• [Problem] Return all lines of the data in which the string "main" occurs.

• [Material for this exercise]
impl TestRunner {
    // new creates a QTF test runner with the specified configuration.
    pub fn new(root_dir: &str) -> Result<Self, Box<dyn Error>> {
        let mut r = TestRunner {
            qtf_root_dir: root_dir.to_string(),
            ..Default::default()
        };
        r.dir_names = get_subdirs(root_dir, true)?;

        //let mut expect_failure_file = String::new();
        // TODO: if test.is_cloud()
        //if true {
        let expect_failure_file = "testdata/expectedQTFfailure.cloudsim.txt".to_string();
        //} else {
        // TODO: if test.is_onprem()
        //expect_failure_file = "testdata/expectedQTFfailure.onprem.txt".to_string();
        //}

        if expect_failure_file.len() > 0 {
            // check and exclude test cases that are not applicable for the test environment.
            r.excluded_tests = parse_excluded_tests(&expect_failure_file)?;
        }

        // parse env variable "QTF_TEST_SUITES" to get an include list of wuite names to run
        if let Ok(env) = std::env::var("QTF_TEST_SUITES") {
            for name in env.split(",") {
                println!("Including any suite named '{}'", name);
                r.included_suites.insert(name.to_string(), true);
            }
        }

        // parse env variable "QTF_TEST_CASES" to get an include list of test names to run
        // these must include the ".q" suffix
        if let Ok(env) = std::env::var("QTF_TEST_CASES") {
            for name in env.split(",") {
                println!("Including any test named '{}'", name);
                r.included_tests.insert(name.to_string(), true);
            }
        }

        Ok(r)
    }

    pub fn get_num_tests(&self, suite_name: &str) -> i32 {
        let sdir = sjoin(&self.qtf_root_dir, suite_name);
        let tdir = sjoin(&sdir, "q");
        if let Ok(files) = get_subdirs(&tdir, false) {
            return files.len() as i32;
        }
        return 0;
    }

    // is_excluded_test_suite reports whether the specified test suite is excluded
    // because of not applicable for the test configuration or environment.
    pub fn is_excluded_test_suite(&self, name: &str) -> bool {
        if self.included_suites.len() > 0 && self.included_suites.contains_key(name) == false {
            return true;
        }
        if let Some(m) = self.excluded_tests.get(name) {
            if let Some(n) = m.get("*") {
                return *n;
            }
        }
        return false;
    }

    // get_test_suite parses test configurations for the specified test suite, which
    // contains all required information such as the ddl statements to execute
    // before and after tests, the initial data to insert into tables, etc.
    pub fn get_test_suite(&self, name: &str) -> Result<TestSuite, Box<dyn Error>> {
        let ts_dir = sjoin(&self.qtf_root_dir, name);
        //let tc_dir = sjoin(&ts_dir, "q");
        let lines = read_lines_from_file(&sjoin(&ts_dir, "test.config"), true, true)?;

        let mut ts = TestSuite {
            name: name.to_string(),
            dir: ts_dir,
            included_test_cases: self.included_tests.clone(),
            //test_case_dir: tc_dir,
            ..Default::default()
        };

        for l in lines {
            let line = l.trim();
            if line.len() == 0 || line.starts_with("#") || line.starts_with("//") {
                continue;
            }

            let sub_strs = ssplit(line, "=");
            if sub_strs.len() < 2 {
                continue;
            }

            let s1 = sub_strs[0].trim();
            let s2 = sub_strs[1].trim();
            let fname = sjoin(&ts.dir, s2);
            match s1 {
                "before-ddl-file" => {
                    ts.before_ddls = read_blocks_from_file(&fname)?;
                }
                "before-data-file" => {
                    ts.before_data = read_data_file(&fname)?;
                }
                "after-ddl-file" => {
                    ts.after_ddls = read_blocks_from_file(&fname)?;
                }
                // assume the same class is specified for "before-class" and "after-class",
                // it would suffice to process the "before-class" only.
                "before-class" => {
                    let mut found = true;
                    let mut p = SetupQTFSuite::Setup(PrimIndexSetup::default());
                    match s2 {
                        "PrimIndexSetup" => (), // already set up above
                        "PrimIndexSetup2" => {
                            p = SetupQTFSuite::Setup2(PrimIndexSetup2 {
                                num1: 20,
                                num2: 5,
                                num3: 3,
                            });
                        }
                        "PrimIndexSetup3" => {
                            p = SetupQTFSuite::Setup3(PrimIndexSetup3 {
                                p2: PrimIndexSetup2 {
                                    num1: 20,
                                    num2: 15,
                                    num3: 3,
                                },
                            });
                        }
                        "UserTable" => {
                            p = SetupQTFSuite::Table(UserTable::default());
                        }
                        "Data1Setup" => {
                            p = SetupQTFSuite::Data1(Data1Setup {});
                        }
                        "Data2Setup" => {
                            p = SetupQTFSuite::Data2(Data2Setup {});
                        }
                        _ => {
                            found = false;
                        }
                    }
                    if found {
                        ts.before_ddls = p.before_ddls();
                        ts.after_ddls = p.after_ddls();
                        ts.before_data = p.before_data();
                    }
                }
                _ => (),
            }
            if s1.starts_with("run-") {
                if sub_strs.len() < 3 {
                    return Err(format!("invalid test suite config: {line}").into());
                }

                //Parsing s1=run-sec-index: s2=q(), sub_strs=["run-sec-index ", " q() ", " expres"]

                println!("Parsing s1={}: s2={}, sub_strs={:?}", s1, s2, sub_strs);
                ts.test_result_dir = sjoin(&ts.dir, sub_strs[2].trim());

                // example: run-gb = q(dep_dir1, dep_dir2, //dep_dir3) = expres
                let idx1_opt = s2.find("(");
                let idx2_opt = s2.find(")");
                if let Some(idx1) = idx1_opt {
                    if let Some(idx2) = idx2_opt {
                        ts.test_case_dir = sjoin(&ts.dir, &s2[..idx1]);
                        // resolve the dependencies.
                        if idx2 > idx1 {
                            let sub = ssplit(&s2[idx1 + 1..idx2], ",");
                            for d in &sub {
                                let dir_name = d.trim();
                                if dir_name.len() == 0 {
                                    continue;
                                }
                                if dir_name.starts_with("//") {
                                    //ts.dependencies.push(self.get_test_suite(&dir_name[2..])?);
                                    ts.dependencies
                                        .push(self.get_test_suite(&dir_name[2..]).unwrap());
                                } else {
                                    let p = sjoin(&ts.name, dir_name);
                                    //ts.dependencies.push(self.get_test_suite(&p)?);
                                    ts.dependencies.push(self.get_test_suite(&p).unwrap());
                                }
                            }
                        }
                    }
                }
            } else if s1.starts_with("var-") {
                let var_name = s1[4..].to_string();

                // the value for Binary or FixBinary is represented as a base64
                // encoded: String, which may contain the "=" character, so we cannot
                // use s2 as the value, we have to retrieve the value from the
                // original text.
                let off = line.find("=").unwrap_or(10000);
                if off == 10000 {
                    return Err(format!("invalid test suite config: {line}").into());
                }
                let value = line[off + 1..].trim().to_string();
                let ext_var = parse_variables(var_name, value)?;
                ts.external_vars.insert(ext_var.name, ext_var.value);
            }
        }
        Ok(ts)
    }
}
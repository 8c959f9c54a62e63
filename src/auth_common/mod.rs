//
// Copyright (c) 2024, 2025 Oracle and/or its affiliates. All rights reserved.
//
// Licensed under the Universal Permissive License v 1.0 as shown at
//  https://oss.oracle.com/licenses/upl/
//
pub mod authentication_provider;
pub(crate) mod config_file_provider;
pub(crate) mod custom_provider;
pub(crate) mod file_utils;
pub(crate) mod http_auth_client;
pub(crate) mod instance_principal_provider;
pub(crate) mod key_utils;
pub(crate) mod oke_workload_identity_provider;
pub(crate) mod profile;
pub(crate) mod resource_principal_provider;
pub(crate) mod security_token;
pub(crate) mod session_token_provider;
pub(crate) mod signature_engine;
pub(crate) mod user_principal_provider;
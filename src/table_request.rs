//
// Copyright (c) 2024, 2025 Oracle and/or its affiliates. All rights reserved.
//
// Licensed under the Universal Permissive License v 1.0 as shown at
//  https://oss.oracle.com/licenses/upl/
//
use crate::error::NoSQLErrorCode::RequestTimeout;
use crate::error::{ia_err, NoSQLError};
use crate::handle::Handle;
use crate::handle::SendOptions;
use crate::nson::*;
use crate::reader::Reader;
use crate::types::{OpCode, TableLimits, TableState};
use crate::writer::Writer;
use std::result::Result;
use std::thread::sleep;
use std::time::{Duration, Instant};

/// Struct used for creating or modifying a table in the NoSQL Database.
///
/// This is the main method for creating, altering, and dropping tables in the
/// NoSQL Database. It can also be used to alter table limits for Cloud operation.
///
/// Example:
/// ```no_run
/// use oracle_nosql_rust_sdk::TableRequest;
/// use oracle_nosql_rust_sdk::types::*;
/// # use oracle_nosql_rust_sdk::Handle;
/// # use std::error::Error;
/// # #[tokio::main]
/// # pub async fn main() -> Result<(), Box<dyn std::error::Error>> {
/// # let handle = Handle::builder().build().await?;
///     // Create an example table
///     TableRequest::new("testusers")
///         .statement(
///             "create table if not exists testusers (id integer, name string,
///             created timestamp(3), primary key(id))",
///         )
///         // the following line is only needed for Cloud mode
///         .limits(&TableLimits::provisioned(1000, 1000, 10))
///         .execute(&handle)
///         .await?
///         // wait up to 15 seconds for table to be created
///         .wait_for_completion_ms(&handle, 15000, 500)
///         .await?;
/// # Ok(())
/// # }
///```

#[derive(Default, Debug)]
pub struct TableRequest {
    pub(crate) table_name: String,
    pub(crate) compartment_id: String,
    pub(crate) namespace: String,
    pub(crate) timeout: Option<Duration>,
    pub(crate) statement: String,
    pub(crate) limits: Option<TableLimits>,
    pub(crate) match_etag: Option<String>,
    // TODO: tags
}

/// Struct used to get information about a table in the NoSQL Database.
#[derive(Default, Debug)]
pub struct GetTableRequest {
    pub(crate) table_name: String,
    pub(crate) compartment_id: String,
    pub(crate) namespace: String,
    pub(crate) operation_id: String,
    pub(crate) timeout: Option<Duration>,
    // TODO: tags
}

/// Struct representing the result of a [`TableRequest`] or a [`GetTableRequest`].
#[derive(Default, Debug)]
pub struct TableResult {
    pub(crate) table_name: String,
    pub(crate) compartment_id: String, // TODO: Option<>?
    pub(crate) namespace: String,      // TODO: Option<>?
    pub(crate) table_ocid: String,
    pub(crate) ddl: String,
    pub(crate) operation_id: String, // TODO: Option<>?
    pub(crate) schema: String,
    pub(crate) state: TableState,
    pub(crate) limits: Option<TableLimits>,
    pub(crate) match_etag: Option<String>,
    // TODO: MRT fields
}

• [Written reply]
/// This is the main method for creating, altering, and dropping tables in the
/// # #[tokio::main]
/// # pub async fn main() -> Result<(), Box<dyn std::error::Error>> {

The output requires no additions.